Sun's Supercomputer Ranking Boosts x86 Chip Strategy

With 10,480 of Advanced Micro Devices' Opteron processors, the Sun system was ranked as the world's seventh-fastest supercomputer.

Aaron Ricadela, Contributor

July 3, 2006

1 Min Read

Sun Microsystems, whose RISC machines have been eclipsed in popularity by computers based on low-cost chips, is trying to turn itself around by betting on the popular x86 design. Last week, it scored a marketing boost for its strategy: A Sun system with 10,480 Advanced Micro Devices Opteron processors was ranked as the world's seventh-fastest supercomputer.
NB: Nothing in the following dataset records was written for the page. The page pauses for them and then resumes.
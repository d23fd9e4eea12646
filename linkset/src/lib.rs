//! # Linkset
//!
//! Relationship fields for managed-object stores. A relationship between two
//! resources is persisted as a directional edge record in a dedicated
//! container, and the field on either resource is computed from those edges.
//!
//! ## Quick Start
//!
//! ```rust
//! use linkset::prelude::*;
//! use std::sync::Arc;
//!
//! # async fn example() -> Result<()> {
//! let store = Arc::new(MemoryResourceStore::new());
//! let config = ConfigBuilder::new().build()?;
//! let validator = RelationshipValidator::new(store.clone(), config.relationships.repository_path.clone());
//!
//! let roles = new_provider(
//!     "managed/user",
//!     SchemaField::collection("roles").with_reverse_property_name("members"),
//!     store,
//!     validator,
//!     &config.relationships,
//!     Arc::new(TracingActivityLogger),
//! )?;
//!
//! let context = RequestContext::new();
//! let _roles = roles.get_relationship_value(&context, "alice").await;
//! # Ok(())
//! # }
//! ```
//!
//! ## Architecture
//!
//! - **storage**: the [`ResourceStore`](storage::ResourceStore) collaborator
//!   and an in-memory implementation
//! - **query**: filters, pointers and paged query requests
//! - **relationships**: the collection and singleton providers, reference
//!   validation and client filter rewriting
//! - **batch**: bounded concurrent fan-out of edge writes

pub mod batch;
pub mod config;
pub mod context;
pub mod logging;
pub mod query;
pub mod relationships;
pub mod schema;
pub mod storage;

/// The prelude re-exports commonly used types for convenience
pub mod prelude {
    pub use crate::config::{ConfigBuilder, ConfigLoader, LinksetConfig, RelationshipConfig};
    pub use crate::context::RequestContext;
    pub use crate::query::{JsonPointer, QueryFilter, QueryRequest, QueryResponse, SortKey};
    pub use crate::relationships::{
        ActivityLogger, CollectionRelationshipProvider, NoopActivityLogger, RelationshipProvider,
        RelationshipReference, RelationshipValidator, SingletonRelationshipProvider,
        TracingActivityLogger, new_provider,
    };
    pub use crate::schema::{Cardinality, SchemaField};
    pub use crate::storage::{MemoryResourceStore, ResourceStore, StorageError};

    pub use crate::{LinksetError, Result};
}

/// Current library version
pub const VERSION: &str = env!("CARGO_PKG_VERSION");

/// Error type for Linkset operations
#[derive(Debug, thiserror::Error)]
pub enum LinksetError {
    /// Malformed input: bad shape, unsupported query id or filter field
    #[error("Bad request: {0}")]
    BadRequest(String),

    /// Owner resource or edge does not exist
    #[error("Not found: {0}")]
    NotFound(String),

    /// Revision mismatch on an edge write
    #[error("Precondition failed: {0}")]
    PreconditionFailed(String),

    /// Missing referent, duplicate assignment or duplicate in one request
    #[error("Validation failed: {0}")]
    Validation(String),

    /// Operation not defined for this kind of field
    #[error("Not supported: {0}")]
    NotSupported(String),

    /// Unexpected store or engine failure
    #[error("Internal error: {0}")]
    Internal(String),

    /// Configuration error
    #[error("Configuration error: {0}")]
    Configuration(String),

    /// Logging error
    #[error("Logging error: {0}")]
    Logging(#[from] crate::logging::LogError),
}

impl From<crate::config::ConfigError> for LinksetError {
    fn from(err: crate::config::ConfigError) -> Self {
        LinksetError::Configuration(err.to_string())
    }
}

impl From<crate::query::FilterParseError> for LinksetError {
    fn from(err: crate::query::FilterParseError) -> Self {
        LinksetError::BadRequest(err.to_string())
    }
}

/// Result type for Linkset operations
pub type Result<T> = std::result::Result<T, LinksetError>;

/// Load the configuration from default files and the environment, then
/// initialize logging from it.
///
/// Returns the configuration and the guard of the log file writer, if any.
pub fn init() -> Result<(config::LinksetConfig, Option<tracing_appender::non_blocking::WorkerGuard>)> {
    let config = config::ConfigLoader::new()
        .load_default_files()
        .load_env()
        .extract()?;
    let guard = logging::init(&config.logging)?;
    tracing::info!("Linkset {} initialized", VERSION);
    Ok((config, guard))
}
//! Cardinality-independent interface over relationship providers

use async_trait::async_trait;
use serde_json::Value;

use crate::context::RequestContext;
use crate::query::{QueryRequest, QueryResponse};
use crate::schema::SchemaField;
use crate::{LinksetError, Result};

use super::collection::CollectionRelationshipProvider;
use super::reference::RelationshipReference;
use super::singleton::SingletonRelationshipProvider;

/// Relationship field operations on client JSON values.
///
/// A collection field's value is an array of references, a singleton
/// field's value a single reference object or `null`.
#[async_trait]
pub trait RelationshipProvider: Send + Sync + std::fmt::Debug {
    /// Descriptor of the managed field
    fn field(&self) -> &SchemaField;

    /// Current value of the field on `resource_id`
    async fn get_relationship_value(&self, context: &RequestContext, resource_id: &str) -> Result<Value>;

    /// Write the field on `resource_id`, returning the written value
    async fn set_relationship_value(
        &self,
        clear_existing: bool,
        context: &RequestContext,
        resource_id: &str,
        value: &Value,
    ) -> Result<Value>;

    /// Remove every reference of the field on `resource_id`, returning what
    /// was removed
    async fn clear(&self, context: &RequestContext, resource_id: &str) -> Result<Value>;

    /// Validate a new field value against the current one
    async fn validate_relationship_field(
        &self,
        context: &RequestContext,
        old_value: &Value,
        new_value: &Value,
        referrer_id: &str,
        perform_duplicate_assignment_check: bool,
    ) -> Result<()>;

    /// Query the field's references on `resource_id`
    async fn query(
        &self,
        context: &RequestContext,
        resource_id: &str,
        request: &QueryRequest,
    ) -> Result<(Vec<Value>, QueryResponse)>;
}

fn list_to_value(references: &[RelationshipReference]) -> Value {
    Value::Array(references.iter().map(RelationshipReference::to_value).collect())
}

fn optional_from_value(value: &Value) -> Result<Option<RelationshipReference>> {
    match value {
        Value::Null => Ok(None),
        other => RelationshipReference::from_value(other).map(Some),
    }
}

fn optional_to_value(reference: Option<RelationshipReference>) -> Value {
    reference.map_or(Value::Null, |r| r.to_value())
}

#[async_trait]
impl RelationshipProvider for CollectionRelationshipProvider {
    fn field(&self) -> &SchemaField {
        CollectionRelationshipProvider::field(self)
    }

    async fn get_relationship_value(&self, context: &RequestContext, resource_id: &str) -> Result<Value> {
        let references = self
            .get_relationship_value_for_resource(context, resource_id)
            .await?;
        Ok(list_to_value(&references))
    }

    async fn set_relationship_value(
        &self,
        clear_existing: bool,
        context: &RequestContext,
        resource_id: &str,
        value: &Value,
    ) -> Result<Value> {
        let references = RelationshipReference::list_from_value(value)?;
        let written = self
            .set_relationship_value_for_resource(clear_existing, context, resource_id, references)
            .await?;
        Ok(list_to_value(&written))
    }

    async fn clear(&self, context: &RequestContext, resource_id: &str) -> Result<Value> {
        let deleted = CollectionRelationshipProvider::clear(self, context, resource_id).await?;
        Ok(list_to_value(&deleted))
    }

    async fn validate_relationship_field(
        &self,
        context: &RequestContext,
        old_value: &Value,
        new_value: &Value,
        referrer_id: &str,
        perform_duplicate_assignment_check: bool,
    ) -> Result<()> {
        let old_value = RelationshipReference::list_from_value(old_value)?;
        let new_value = RelationshipReference::list_from_value(new_value)?;
        CollectionRelationshipProvider::validate_relationship_field(
            self,
            context,
            &old_value,
            &new_value,
            referrer_id,
            perform_duplicate_assignment_check,
        )
        .await
    }

    async fn query(
        &self,
        context: &RequestContext,
        resource_id: &str,
        request: &QueryRequest,
    ) -> Result<(Vec<Value>, QueryResponse)> {
        let mut values = Vec::new();
        let response = self
            .query_collection(context, resource_id, request, &mut |reference| {
                values.push(reference.to_value());
                true
            })
            .await?;
        Ok((values, response))
    }
}

#[async_trait]
impl RelationshipProvider for SingletonRelationshipProvider {
    fn field(&self) -> &SchemaField {
        SingletonRelationshipProvider::field(self)
    }

    async fn get_relationship_value(&self, context: &RequestContext, resource_id: &str) -> Result<Value> {
        let reference = self
            .get_relationship_value_for_resource(context, resource_id)
            .await?;
        Ok(optional_to_value(reference))
    }

    async fn set_relationship_value(
        &self,
        clear_existing: bool,
        context: &RequestContext,
        resource_id: &str,
        value: &Value,
    ) -> Result<Value> {
        let reference = optional_from_value(value)?;
        let written = self
            .set_relationship_value_for_resource(clear_existing, context, resource_id, reference)
            .await?;
        Ok(optional_to_value(written))
    }

    async fn clear(&self, context: &RequestContext, resource_id: &str) -> Result<Value> {
        let deleted = SingletonRelationshipProvider::clear(self, context, resource_id).await?;
        Ok(optional_to_value(deleted))
    }

    async fn validate_relationship_field(
        &self,
        context: &RequestContext,
        old_value: &Value,
        new_value: &Value,
        referrer_id: &str,
        perform_duplicate_assignment_check: bool,
    ) -> Result<()> {
        let old_value = optional_from_value(old_value)?;
        let new_value = optional_from_value(new_value)?;
        SingletonRelationshipProvider::validate_relationship_field(
            self,
            context,
            old_value.as_ref(),
            new_value.as_ref(),
            referrer_id,
            perform_duplicate_assignment_check,
        )
        .await
    }

    async fn query(
        &self,
        _context: &RequestContext,
        _resource_id: &str,
        _request: &QueryRequest,
    ) -> Result<(Vec<Value>, QueryResponse)> {
        Err(LinksetError::NotSupported(format!(
            "Queries are not supported on singleton relationship field '{}'",
            SingletonRelationshipProvider::field(self).name
        )))
    }
}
The system, at Japan's Tokyo Institute of Technology, performed 38.2 trillion floating point operations per second on the Linpack benchmark test, used to rank systems on a biannual Top 500 list compiled by researchers in the United States and Germany. Dubbed Tsubame--which translates to swallow, as in the bird--it will be used to run applications for analyzing protein molecules, simulating blood flow in the brain, and studying the effects of planets' magnetic fields. It's a needed bit of good news for Sun, which has announced major layoffs in recent weeks.

Sun's fastest supercomputer gets its speed partly from specialized chips made by ClearSpeed Technology. As performance gains of microprocessors have slowed, computer designers are using chips tuned for special apps to assist a system's main CPUs.